Does Getting Kicked Out Of A Face-off Go On Your Permanent Record?

DC Sports Nexus ---- Monday, November 7, 2011

I was a good player. I studied film every day. I was never late for practice. I stayed out of fights. Sure sometimes I'd get a penalty here and there, but nothing too extreme. Maybe a tripping here and there. I would never complain to the refs, I never talked back to my coach, and I never talked trash on the ice. So how did I get kicked out of the face-off!?

One of the things that someone like myself notices during a typical hockey game is that sometimes during a face-off the ref will ask one of the participants to leave the circle. I have no idea what a player does to get thrown out of the face-off, so I figured I would try to find out.

Wow, scoring off the face-off is so cool, I'm surprised it is allowed...

The only thing I know about the faceoff is that if you move your stick along with the organ music, you will automatically win the faceoff. That is a lesson I learned years ago playing NHL '94. However from what I've seen, this is not really a good lesson at all. It appears that if you keep swinging your stick on the dot before the drop, you will be tossed.
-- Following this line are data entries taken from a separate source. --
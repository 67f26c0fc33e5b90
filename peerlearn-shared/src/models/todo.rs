/// Personal to-do items

use chrono::{DateTime, Utc};
use serde::{Deserialize, Serialize};
use sqlx::PgPool;
use uuid::Uuid;

#[derive(Debug, Clone, Serialize, Deserialize, sqlx::FromRow)]
pub struct Todo {
    pub id: Uuid,
    pub owner_id: Uuid,
    pub title: String,
    pub due_at: Option<DateTime<Utc>>,
    pub is_completed: bool,
    pub created_at: DateTime<Utc>,
    pub updated_at: DateTime<Utc>,
}

#[derive(Debug, Clone, Default, Serialize, Deserialize)]
pub struct UpdateTodo {
    pub title: Option<String>,
    pub due_at: Option<Option<DateTime<Utc>>>,
    pub is_completed: Option<bool>,
}

const TODO_COLUMNS: &str = "id, owner_id, title, due_at, is_completed, created_at, updated_at";

impl Todo {
    pub async fn create(
        pool: &PgPool,
        owner_id: Uuid,
        title: &str,
        due_at: Option<DateTime<Utc>>,
    ) -> Result<Self, sqlx::Error> {
        let sql = format!(
            "INSERT INTO todos (owner_id, title, due_at) VALUES ($1, $2, $3) RETURNING {}",
            TODO_COLUMNS
        );

        sqlx::query_as::<_, Todo>(&sql)
            .bind(owner_id)
            .bind(title)
            .bind(due_at)
            .fetch_one(pool)
            .await
    }

    /// Open items first, then by due date (undated last)
    pub async fn list(pool: &PgPool, owner_id: Uuid) -> Result<Vec<Self>, sqlx::Error> {
        let sql = format!(
            "SELECT {} FROM todos WHERE owner_id = $1 \
             ORDER BY is_completed ASC, due_at ASC NULLS LAST, created_at DESC",
            TODO_COLUMNS
        );

        sqlx::query_as::<_, Todo>(&sql)
            .bind(owner_id)
            .fetch_all(pool)
            .await
    }

    pub async fn update(
        pool: &PgPool,
        id: Uuid,
        owner_id: Uuid,
        data: UpdateTodo,
    ) -> Result<Option<Self>, sqlx::Error> {
        let sql = format!(
            r#"
            UPDATE todos SET
                title = COALESCE($3, title),
                due_at = CASE WHEN $4 THEN $5 ELSE due_at END,
                is_completed = COALESCE($6, is_completed),
                updated_at = NOW()
            WHERE id = $1 AND owner_id = $2
            RETURNING {}
            "#,
            TODO_COLUMNS
        );

        sqlx::query_as::<_, Todo>(&sql)
            .bind(id)
            .bind(owner_id)
            .bind(data.title)
            .bind(data.due_at.is_some())
            .bind(data.due_at.flatten())
            .bind(data.is_completed)
            .fetch_optional(pool)
            .await
    }

    /// Flips `is_completed`
    pub async fn toggle(pool: &PgPool, id: Uuid, owner_id: Uuid) -> Result<Option<Self>, sqlx::Error> {
        let sql = format!(
            "UPDATE todos SET is_completed = NOT is_completed, updated_at = NOW() \
             WHERE id = $1 AND owner_id = $2 RETURNING {}",
            TODO_COLUMNS
        );

        sqlx::query_as::<_, Todo>(&sql)
            .bind(id)
            .bind(owner_id)
            .fetch_optional(pool)
            .await
    }

    pub async fn delete(pool: &PgPool, id: Uuid, owner_id: Uuid) -> Result<bool, sqlx::Error> {
        let result = sqlx::query("DELETE FROM todos WHERE id = $1 AND owner_id = $2")
            .bind(id)
            .bind(owner_id)
            .execute(pool)
            .await?;

        Ok(result.rows_affected() > 0)
    }
}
So what exactly are the rules for face-offs? Well looking at the NHL rulebook I see a bunch of words that make no sense to me. Lines, hash marks, edges...I don't even know what a hockey rink looks like except for a couple blue lines and a trapezoid. This doesn't help me at all.

So for now, I'm just going to accept that it has something to do with a player not being in the correct position or moving out of position early. I'll figure out WHAT positions they are messing up later on. I still have some basics to learn first...

Other face-off questions:
  • What is the point of kicking a guy out? To stop slowing the game down?
  • Is the Center always the best face-off guy?
  • Does the situation determine who takes the faceoff?
  • Who is the backup face-off guy?
  • Are some guys really good at winning face-offs?
  • Do most casual hockey fans know the intricate details of this?
  • How often does the delay of game bench minor happen? I haven't seen it yet.


Over_head said...

*What is the point of kicking a guy out? To stop slowing the game down?*

Face off men are kicked out for any violation of the rules by his team prior to or at the face off. Could be a team mate entering the circle early, could be moving his stick early (prior to puck drop), could be not lining up at the dot when the linesman asked, or it could be the linesman just being a pain in the ass.

*Is the Center always the best face-off guy?*


*Does the situation determine who takes the faceoff?*

Yes, offensive or defensive zone, game situation play into it.

*Who is the backup face-off guy?*

The next best player at taking faceoffs that is on the ice. In critical situations a team might actually put two centers on the ice.

*Are some guys really good at winning face-offs?*

*Do most casual hockey fans know the intricate details of this?*

Not sure. Many think they do when they really do not.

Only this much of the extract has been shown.